Der Blick auf dieses eine, mit einer fremden Maschine geschriebene Blatt eines aufgeschlagenen Manuskriptes war für mich wie ein aus dem Nichts daherkommender Frontalzusammenstoß bei Tempo 120. In ihm hat sich alles das kulminiert, was mir an Mord und Verrat passieren konnte, was ich selbst an beidem schon begangen habe. Vielleicht erlebt jemand, von dem man behauptet, er wäre bei einem Frontalzusammenstoß "auf der Stelle" tot gewesen, tatsächlich soetwas wie ein gesamtes Leben in der orgiastischen Kürze einer Tausendstelsekunde, die ihn sich dann für den Tod entscheiden läßt. Solch ein Erlebnis hatte ich an diesem Montag, und das hat zunächst gar nichts mit Euch zu tun. Ich war mit einem Schlag in einer anderen Welt, eingeschweißt in einen Glaskasten: Die Welt draußen war sichtbar, aber nicht erreichbar, nicht greifbar - die Trennung schlechthin. Ich war herausgeschnitten aus der Realität, die mich ausgelöscht hatte. Tatsächlich kam ich eigentlich gar nicht dazu, mich zu entscheiden, ob ich augenblicklich losbrüllen oder mich zurückziehen und meiner Scham nachgeben sollte. In mich hinein war ein grauenhafter Haß explodiert, und er zerfetzt mich noch immer. Mittlerweile hasse ich Euch alle, ausnahmslos. Ich hasse alles, was mit dieser Produktion zu tun hat, und ich bin vor allem nicht fähig, soetwas wie einen objektiven Geist walten zu lassen, ich spiele voller Haß auch auf mich selbst in diesem Spiel mit, wissend, daß es vielleicht wirklich nur mein Problem ist, das sich hier zur Krake auswächst. Denn Ihr habt ja, Eurem Schreiben nach, nach bestem Wissen und Gewissen und unter Verwirklichung Eures hohen handwerklichen Ethos gehandelt. Und mein Gott, was Eure Redlichkeit betrifft, hege ich keinen Zweifel - und dennoch hasse ich Euch, und ich hasse den Schulmeister an Eurer Spitze am meisten. Und ich hasse mich selbst speziell dafür, daß ich Opfer eines Hasses geworden bin, der mich verrückt macht. Ich hätte tatsächlich mit Euch reden können, aber es war zu spät, da war ich schon tot.

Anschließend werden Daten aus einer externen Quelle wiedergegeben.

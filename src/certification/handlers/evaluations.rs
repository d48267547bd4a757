use axum::{
    extract::{Path, Query, State},
    http::StatusCode,
    response::IntoResponse,
    Json,
};
use std::sync::Arc;
use uuid::Uuid;

use super::run_blocking;
use crate::certification::error::CertificationError;
use crate::certification::evaluations::{
    self, CreateEvaluationRequest, EvaluationQuery, UpdateEvaluationRequest,
};
use crate::core::middleware::AuthenticatedUser;
use crate::core::shared::state::AppState;

pub async fn list_evaluations(
    State(state): State<Arc<AppState>>,
    _user: AuthenticatedUser,
    Query(query): Query<EvaluationQuery>,
) -> Result<impl IntoResponse, CertificationError> {
    let rows = run_blocking(&state, move |conn| evaluations::list_evaluations(conn, &query)).await?;
    Ok(Json(rows))
}

pub async fn get_evaluation(
    State(state): State<Arc<AppState>>,
    _user: AuthenticatedUser,
    Path(id): Path<Uuid>,
) -> Result<impl IntoResponse, CertificationError> {
    let row = run_blocking(&state, move |conn| evaluations::get_evaluation(conn, id)).await?;
    Ok(Json(row))
}

pub async fn get_evaluation_detail(
    State(state): State<Arc<AppState>>,
    user: AuthenticatedUser,
    Path(id): Path<Uuid>,
) -> Result<impl IntoResponse, CertificationError> {
    let actor = user.actor();
    let detail =
        run_blocking(&state, move |conn| evaluations::get_evaluation_detail(conn, &actor, id))
            .await?;
    Ok(Json(detail))
}

pub async fn create_evaluation(
    State(state): State<Arc<AppState>>,
    user: AuthenticatedUser,
    Json(req): Json<CreateEvaluationRequest>,
) -> Result<impl IntoResponse, CertificationError> {
    let actor = user.actor();
    let row =
        run_blocking(&state, move |conn| evaluations::create_evaluation(conn, &actor, req)).await?;
    Ok((StatusCode::CREATED, Json(row)))
}

/// Serves both PUT and PATCH.
pub async fn update_evaluation(
    State(state): State<Arc<AppState>>,
    user: AuthenticatedUser,
    Path(id): Path<Uuid>,
    Json(req): Json<UpdateEvaluationRequest>,
) -> Result<impl IntoResponse, CertificationError> {
    let actor = user.actor();
    let row = run_blocking(&state, move |conn| {
        evaluations::update_evaluation(conn, &actor, id, req)
    })
    .await?;
    Ok(Json(row))
}

pub async fn delete_evaluation(
    State(state): State<Arc<AppState>>,
    user: AuthenticatedUser,
    Path(id): Path<Uuid>,
) -> Result<impl IntoResponse, CertificationError> {
    let actor = user.actor();
    run_blocking(&state, move |conn| evaluations::delete_evaluation(conn, &actor, id)).await?;
    Ok(StatusCode::NO_CONTENT)
}
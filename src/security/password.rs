use anyhow::{anyhow, Result};
use argon2::{
    password_hash::{rand_core::OsRng, PasswordHash, PasswordHasher, PasswordVerifier, SaltString},
    Argon2,
};
use tracing::warn;

pub const MIN_PASSWORD_LENGTH: usize = 6;

pub fn hash_password(password: &str) -> Result<String> {
    let salt = SaltString::generate(&mut OsRng);
    let hash = Argon2::default()
        .hash_password(password.as_bytes(), &salt)
        .map_err(|e| anyhow!("Failed to hash password: {e}"))?;
    Ok(hash.to_string())
}

pub fn verify_password(password: &str, hash: &str) -> Result<bool> {
    let parsed_hash =
        PasswordHash::new(hash).map_err(|e| anyhow!("Invalid password hash format: {e}"))?;

    match Argon2::default().verify_password(password.as_bytes(), &parsed_hash) {
        Ok(()) => Ok(true),
        Err(argon2::password_hash::Error::Password) => Ok(false),
        Err(e) => {
            warn!("Password verification failed: {e}");
            Err(anyhow!("Password verification failed: {e}"))
        }
    }
}

#[cfg(test)]
mod tests {
    use super::*;

    #[test]
    fn test_hash_and_verify() {
        let hash = hash_password("segredo123").expect("hash");
        assert!(hash.starts_with("$argon2"));
        assert!(verify_password("segredo123", &hash).expect("verify"));
        assert!(!verify_password("errada", &hash).expect("verify"));
    }

    #[test]
    fn test_hashes_are_salted() {
        let a = hash_password("mesma").expect("hash");
        let b = hash_password("mesma").expect("hash");
        assert_ne!(a, b);
    }

    #[test]
    fn test_invalid_hash_format() {
        assert!(verify_password("x", "not-a-phc-string").is_err());
    }
}
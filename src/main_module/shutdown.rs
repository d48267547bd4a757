//! Graceful shutdown signal

use log::{info, warn};

pub async fn shutdown_signal() {
    let ctrl_c = async {
        if let Err(e) = tokio::signal::ctrl_c().await {
            warn!("Failed to listen for Ctrl+C: {e}");
            std::future::pending::<()>().await;
        }
    };

    #[cfg(unix)]
    let terminate = async {
        match tokio::signal::unix::signal(tokio::signal::unix::SignalKind::terminate()) {
            Ok(mut signal) => {
                signal.recv().await;
            }
            Err(e) => {
                warn!("Failed to install SIGTERM handler: {e}");
                std::future::pending::<()>().await;
            }
        }
    };

    #[cfg(not(unix))]
    let terminate = std::future::pending::<()>();

    tokio::select! {
        _ = ctrl_c => info!("Received Ctrl+C, shutting down"),
        _ = terminate => info!("Received SIGTERM, shutting down"),
    }
}
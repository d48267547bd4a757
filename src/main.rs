use anyhow::Context;
use dotenvy::dotenv;
use log::{error, info};
use std::sync::Arc;

use certserver::core::config::AppConfig;
use certserver::core::shared::state::AppState;
use certserver::core::shared::utils::{create_conn, run_migrations};
use certserver::drive::{
    ensure_bucket_on_startup, ObjectStore, BUCKET_SETUP_ATTEMPTS, BUCKET_SETUP_DELAY,
};
use certserver::main_module::{run_axum_server, seed_defaults};

#[tokio::main]
async fn main() -> anyhow::Result<()> {
    dotenv().ok();
    env_logger::Builder::from_env(env_logger::Env::default().default_filter_or("info")).init();
    info!("Starting certserver {}", env!("CARGO_PKG_VERSION"));

    let config = AppConfig::from_env()?;

    let pool = create_conn(&config.database_url)?;
    run_migrations(&pool).map_err(|e| anyhow::anyhow!("Failed to run migrations: {e}"))?;
    info!("Database migrations applied");

    let drive = ObjectStore::connect(&config.drive).await;
    ensure_bucket_on_startup(
        &drive,
        config.drive.strict_startup,
        BUCKET_SETUP_ATTEMPTS,
        BUCKET_SETUP_DELAY,
    )
    .await
    .context("Object storage bucket is unavailable")?;

    {
        let pool = pool.clone();
        let seed = config.seed.clone();
        tokio::task::spawn_blocking(move || {
            let mut conn = pool.get().context("Failed to get database connection")?;
            seed_defaults(&mut conn, &seed)
        })
        .await
        .context("Seed task panicked")??;
    }

    let app_state = Arc::new(AppState::new(pool, drive, config));
    if let Err(e) = run_axum_server(app_state).await {
        error!("Server stopped with error: {e}");
        return Err(e.into());
    }
    info!("certserver stopped");
    Ok(())
}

Und ich hasse Felix Mitterer, ich hasse diesen Sozial-Kitsch, den ich da aus dem mit einer fremden Maschine geschriebenen Text gelesen habe, es genügten nur einige Zeilen, um dieses erbärmliche Gefühl der Vergewaltigung in mir zu spüren, noch dazu jener Vergewaltigung, bei der sich das Opfer im nachhinein schuldig für seine eigene Vergewaltigung fühlt, denn auch Euer Brief suggeriert mir, daß mein Gefühl falsch wäre. Leider können Gefühle nicht falsch sein, daher habe ich dennoch damit zu leben. Ottwald hat kurz nach meinem Blick in sein Manuskript, das er mir gleich darauf weggenommen hat, einen sehr genauen Blick auf mich geworfen, und ich hatte das Gefühl, er wollte - fast eruptiv - beichten, mit einer befangenen Lüsternheit (die er bestimmt karikierte), er wollte  meine Unwissenheit mit einem Schlag beenden und mir bedeuten, daß noch eine weitere Vergewaltigung passiert sei, man hätte aus "Pipi" einen "Mino" gemacht (welches Plakat ich übrigens für einen lächerlichen Schwachsinn halte, aber authentisch muß es zugehen bei den Superrealisten, auch wenn es dumm ist!). Und gerade er, Ottwald, hat mit seiner nicht nur ironischen Frage, ob er sich gleich wieder arbeitslos melden solle, in mir den Verdacht des Betruges erst recht mitausgelöst. Und nocheinmal setzte er etwas hinzu, weil ja die Wahrheit, wenn sie einmal ausbricht, am liebsten ganz ausbricht (siehe mein Stück!): "Auch am Ende haben wir noch etwas eingefügt". Lieber Ottwald, es kann sein, daß ich Dich gänzlich falsch interpretiere und Dich unerlaubterweise bereits mit der Figur, die Du übernommen hast, identifiziere, daß ich Dich falsch zitiere, aber ich rede hier ausschließlich von meiner Erinnerung an meinen Aufenthalt an einem metaphysischen Tatort. Was mich im nachhinein als existenzielles Motiv ungeheuer fasziniert, und dafür bin ich ja auch dankbar: Offenbar waren die Einzelheiten der Tat allen bekannt, nur einem nicht. Mir. Aber ich war ja schon tot zu diesem Zeitpunkt. Und es ist besser für Tote, dort zu bleiben, wo sie sind. Also bin ich gegangen.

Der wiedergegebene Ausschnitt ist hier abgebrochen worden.